А сколько бессонных ночей, сколько надежд, сколько денег, наконец, связано с Альвой! Все пойдет прахом.
Ньюмор осторожно потрогал пальцем горло. После сегодняшней безобразной сцены в ресторане он сперва воспылал к Арбену гневом, но, к удивлению Ньюмора, злоба его быстро растаяла. Вместо нее возникла жалость. И еще — неясное предчувствие беды, навеянное сбивчивым рассказом инженера о злоключениях с Альвой. Что, если этот рассказ не плод его фантазии? Значит, в расчеты Ньюмора вкралась какая-то ошибка и Альва ведет себя не совсем так, как он предполагал. А может, всему виной сам Арбен? Чудак! Трус! Вдруг отказался от полетов. Ведь Альва глуп, как сорок тысяч роботов, и обмануть его ничего не стоило. Самоуверенность, которую приобрел Арбен в последние месяцы, обернулась против Ньюмора.
Но теперь уже поздно разбираться, кто прав, кто виноват. Ньюмор дал слово, и он сдержит его. Альва погибнет, и Арбен возвратится в прежнее состояние — незавидное состояние.

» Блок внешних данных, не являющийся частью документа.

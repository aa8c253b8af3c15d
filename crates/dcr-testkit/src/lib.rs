//! dcr-testkit
//!
//! In-memory doubles and fixtures for reconciliation tests.
//!
//! [`ScriptedGateway`] implements [`DiscountGateway`] with a scripted
//! registry and records every call, so tests can assert how often the
//! platform would have been contacted.

mod scripted_gateway;

use std::path::Path;
use std::time::Duration;

use anyhow::{Context, Result};
use dcr_config::{CreationPolicy, EngineSettings};
use dcr_ledger::LedgerWriter;

pub use scripted_gateway::{CreateScript, GatewayCall, ScriptedGateway};

/// Identifier in the platform's global id format.
pub fn discount_gid(n: u64) -> String {
    format!("gid://shopify/DiscountCodeNode/{n}")
}

/// Fresh ledger under `dir` with the default base name and a 3-letter suffix.
pub fn new_ledger(dir: &Path) -> Result<LedgerWriter> {
    LedgerWriter::create(dir, "discount_code_results", 3)
        .with_context(|| format!("create test ledger in {}", dir.display()))
}

/// Engine settings without inter-batch delay.
pub fn engine_settings(
    batch_size: usize,
    save_frequency: usize,
    creation_policy: CreationPolicy,
) -> EngineSettings {
    EngineSettings {
        batch_size,
        save_frequency,
        inter_batch_delay: Duration::ZERO,
        creation_policy,
    }
}
//! `dcr run`: reconcile a code list and write a results ledger.

use anyhow::{Context, Result};
use dcr_config::secrets::resolve_secrets;
use dcr_config::{CreationPolicy, UnusedKeyPolicy};
use dcr_gateway::{AuthStrategy, ShopifyGateway};
use dcr_ledger::LedgerWriter;
use dcr_reconcile::{load_codes, BatchEngine, ProcessingSummary};
use std::path::PathBuf;
use std::sync::Arc;

use super::{check_unused_keys, load_config};

pub struct RunArgs {
    pub codes: PathBuf,
    pub config_paths: Vec<String>,
    pub create_missing: bool,
    pub batch_size: Option<u64>,
    pub save_frequency: Option<u64>,
    pub resume: Option<PathBuf>,
    pub strict_config: bool,
}

pub async fn run_reconcile(args: RunArgs) -> Result<()> {
    let loaded = load_config(&args.config_paths)?;
    let policy = if args.strict_config {
        UnusedKeyPolicy::Fail
    } else {
        UnusedKeyPolicy::Warn
    };
    check_unused_keys(&loaded, policy)?;

    let mut settings = loaded.settings()?;
    if let Some(n) = args.batch_size {
        settings.engine.batch_size = n as usize;
    }
    if let Some(n) = args.save_frequency {
        settings.engine.save_frequency = n as usize;
    }
    if args.create_missing {
        settings.engine.creation_policy = CreationPolicy::Create;
    }

    let codes = load_codes(&args.codes)?;
    let total_codes = codes.len();

    let secrets = resolve_secrets(&loaded.config_json);
    let auth = AuthStrategy::select(&secrets).context("select platform authentication")?;
    let gateway = ShopifyGateway::new(&settings.gateway, settings.discount.clone(), auth)
        .context("build platform gateway")?;

    let mut ledger = match &args.resume {
        Some(path) => LedgerWriter::resume(path)?,
        None => LedgerWriter::create(
            &settings.ledger.dir,
            &settings.ledger.base_filename,
            settings.ledger.suffix_len,
        )?,
    };

    let engine = BatchEngine::new(Arc::new(gateway), settings.engine.clone());
    let outcome = engine
        .run(codes, &mut ledger)
        .await
        .context("reconciliation run aborted: ledger failure")?;

    println!("config_hash={}", loaded.config_hash);
    println!("ledger_path={}", outcome.ledger_path.display());
    println!(
        "processed={} successful={} carried_over={} duplicates={} flushes={}",
        outcome.processed,
        outcome.successful,
        outcome.carried_over,
        outcome.duplicates,
        outcome.flushes
    );
    if !outcome.missing.is_empty() {
        eprintln!("WARN: MISSING_CODES count={}", outcome.missing.len());
    }

    let summary = ProcessingSummary::from_results(&outcome.results, total_codes);
    summary.log();
    println!("{summary}");

    Ok(())
}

Ньюмор встал и прошелся по комнате. Пора было подойти к пульту и нажать кнопку вызова, но он бессознательно оттягивал этот момент.
В голове теснились непривычные мысли. Они волновали Ньюмора, лишали привычного спокойствия, на поверку оказавшегося призрачным. Так, гладь озера кажется стальной. Ничто в мире не может возмутить ее. И медленно проплывают в глубине облака, и деревья у берега равнодушно вглядываются в свои отражения — поверхность незыблема. Но налетит ветер — и покой исчезнет!

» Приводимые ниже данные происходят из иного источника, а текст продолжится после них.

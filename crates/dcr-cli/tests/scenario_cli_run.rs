use httpmock::prelude::*;
use predicates::prelude::*;
use serde_json::json;
use std::collections::BTreeMap;
use std::fs;
use std::path::{Path, PathBuf};
use tempfile::tempdir;

const ENV_CLIENT_ID: &str = "DCR_CLI_TEST_CLIENT_ID";
const ENV_CLIENT_SECRET: &str = "DCR_CLI_TEST_CLIENT_SECRET";
const ENV_ACCESS_TOKEN: &str = "DCR_CLI_TEST_ACCESS_TOKEN";
const ENV_ADMIN_TOKEN: &str = "DCR_CLI_TEST_ADMIN_TOKEN";

/// Parse the `ledger_path=` line and load the ledger it names.
fn ledger_from_stdout(stdout: &str) -> (PathBuf, BTreeMap<String, String>) {
    let line = stdout
        .lines()
        .find(|l| l.starts_with("ledger_path="))
        .expect("ledger_path line");
    let path = PathBuf::from(line.trim_start_matches("ledger_path="));
    let raw = fs::read_to_string(&path).expect("read ledger");
    (path, serde_json::from_str(&raw).expect("ledger is valid json"))
}

fn write_config(dir: &Path, base_url: Option<&str>) -> anyhow::Result<PathBuf> {
    let mut yaml = String::new();
    yaml.push_str("gateway:\n  retry_delay_ms: 1\n");
    if let Some(url) = base_url {
        yaml.push_str(&format!("  base_url: \"{url}\"\n"));
    }
    yaml.push_str(&format!(
        "ledger:\n  dir: \"{}\"\n  base_filename: \"results\"\n",
        dir.join("out").display()
    ));
    yaml.push_str(&format!(
        "auth:\n  keys_env:\n    client_id: {ENV_CLIENT_ID}\n    client_secret: {ENV_CLIENT_SECRET}\n    access_token: {ENV_ACCESS_TOKEN}\n    admin_token: {ENV_ADMIN_TOKEN}\n"
    ));
    let path = dir.join("config.yaml");
    fs::write(&path, yaml)?;
    Ok(path)
}

#[allow(deprecated)]
fn dcr(dir: &Path) -> anyhow::Result<assert_cmd::Command> {
    let mut cmd = assert_cmd::Command::cargo_bin("dcr")?;
    cmd.current_dir(dir)
        .env_remove(ENV_CLIENT_ID)
        .env_remove(ENV_CLIENT_SECRET)
        .env_remove(ENV_ACCESS_TOKEN)
        .env_remove(ENV_ADMIN_TOKEN);
    Ok(cmd)
}

#[test]
fn run_without_credentials_fails_naming_env_vars() -> anyhow::Result<()> {
    let tmp = tempdir()?;
    let cfg = write_config(tmp.path(), Some("http://127.0.0.1:9"))?;
    let codes = tmp.path().join("codes.json");
    fs::write(&codes, r#"{"codes": ["A"]}"#)?;

    dcr(tmp.path())?
        .args(["run", "--codes"])
        .arg(&codes)
        .arg("--config")
        .arg(&cfg)
        .assert()
        .failure()
        .stderr(predicate::str::contains(ENV_ADMIN_TOKEN));

    // Nothing reached the ledger directory.
    assert!(!tmp.path().join("out").exists());
    Ok(())
}

#[test]
fn run_without_shop_domain_fails() -> anyhow::Result<()> {
    let tmp = tempdir()?;
    let cfg = write_config(tmp.path(), None)?;
    let codes = tmp.path().join("codes.json");
    fs::write(&codes, r#"["A"]"#)?;

    dcr(tmp.path())?
        .env(ENV_ADMIN_TOKEN, "tok")
        .args(["run", "--codes"])
        .arg(&codes)
        .arg("--config")
        .arg(&cfg)
        .assert()
        .failure()
        .stderr(predicate::str::contains("shop_domain"));
    Ok(())
}

#[test]
fn run_with_bad_codes_file_fails() -> anyhow::Result<()> {
    let tmp = tempdir()?;
    let cfg = write_config(tmp.path(), Some("http://127.0.0.1:9"))?;
    let codes = tmp.path().join("codes.json");
    fs::write(&codes, r#"{"items": ["A"]}"#)?;

    dcr(tmp.path())?
        .env(ENV_ADMIN_TOKEN, "tok")
        .args(["run", "--codes"])
        .arg(&codes)
        .arg("--config")
        .arg(&cfg)
        .assert()
        .failure()
        .stderr(predicate::str::contains("codes"));
    Ok(())
}

#[test]
fn run_against_mock_platform_writes_ledger_and_resumes() -> anyhow::Result<()> {
    let server = MockServer::start();
    let exist = server.mock(|when, then| {
        when.method(POST)
            .path("/admin/api/2025-04/graphql.json")
            .header("X-Shopify-Access-Token", "admin-tok")
            .body_contains("\"EXIST1\"");
        then.status(200).json_body(json!({
            "data": {"codeDiscountNodeByCode": {"id": "gid://shopify/DiscountCodeNode/1"}}
        }));
    });
    let absent = server.mock(|when, then| {
        when.method(POST)
            .path("/admin/api/2025-04/graphql.json")
            .body_contains("codeDiscountNodeByCode")
            .body_contains("\"SAVE10\"");
        then.status(200)
            .json_body(json!({"data": {"codeDiscountNodeByCode": null}}));
    });

    let tmp = tempdir()?;
    let cfg = write_config(tmp.path(), Some(&server.base_url()))?;
    let codes = tmp.path().join("codes.json");
    fs::write(&codes, r#"{"codes": ["SAVE10", "", "  ", "EXIST1"]}"#)?;

    let out = dcr(tmp.path())?
        .env(ENV_ADMIN_TOKEN, "admin-tok")
        .args(["run", "--codes"])
        .arg(&codes)
        .arg("--config")
        .arg(&cfg)
        .args(["--batch-size", "2", "--save-frequency", "1"])
        .output()?;
    assert!(out.status.success(), "{}", String::from_utf8_lossy(&out.stderr));

    let stdout = String::from_utf8(out.stdout)?;
    let (path, ledger) = ledger_from_stdout(&stdout);
    assert!(path.starts_with(tmp.path().join("out")));
    assert_eq!(ledger.len(), 3);
    assert_eq!(ledger["SAVE10"], "NO_ID_skipped_creation");
    assert_eq!(ledger[""], "NO_ID_invalid_format");
    assert_eq!(ledger["EXIST1"], "gid://shopify/DiscountCodeNode/1");
    assert!(stdout.contains("processed=3 successful=1"));
    assert!(stdout.contains("PROCESSING SUMMARY"));
    exist.assert_hits(1);
    absent.assert_hits(1);

    // Resume: EXIST1 is carried over and not looked up again.
    let out = dcr(tmp.path())?
        .env(ENV_ADMIN_TOKEN, "admin-tok")
        .args(["run", "--codes"])
        .arg(&codes)
        .arg("--config")
        .arg(&cfg)
        .arg("--resume")
        .arg(&path)
        .output()?;
    assert!(out.status.success(), "{}", String::from_utf8_lossy(&out.stderr));
    let stdout = String::from_utf8(out.stdout)?;
    assert!(stdout.contains("carried_over=1"));

    let (resumed_path, resumed) = ledger_from_stdout(&stdout);
    assert_eq!(resumed_path, path);
    assert_eq!(resumed, ledger);
    exist.assert_hits(1);
    absent.assert_hits(2);
    Ok(())
}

Вот так и его мир, размеренный мир Ньюмора. Надежно, казалось бы, закованный в броню непреложных законов. Формулы бесконечно сложны, верно. Но это ведь не перечеркивает их итинности? Они справедливы, Ньюмор мог бы голову дать на отсечение. В чем же дело? Почему так непонятно ведет себя Альва? Нет следствия без причины, как не бывает дыма без огня. В чем же он все-таки ошибся, если физические основы конструкции незыблемы?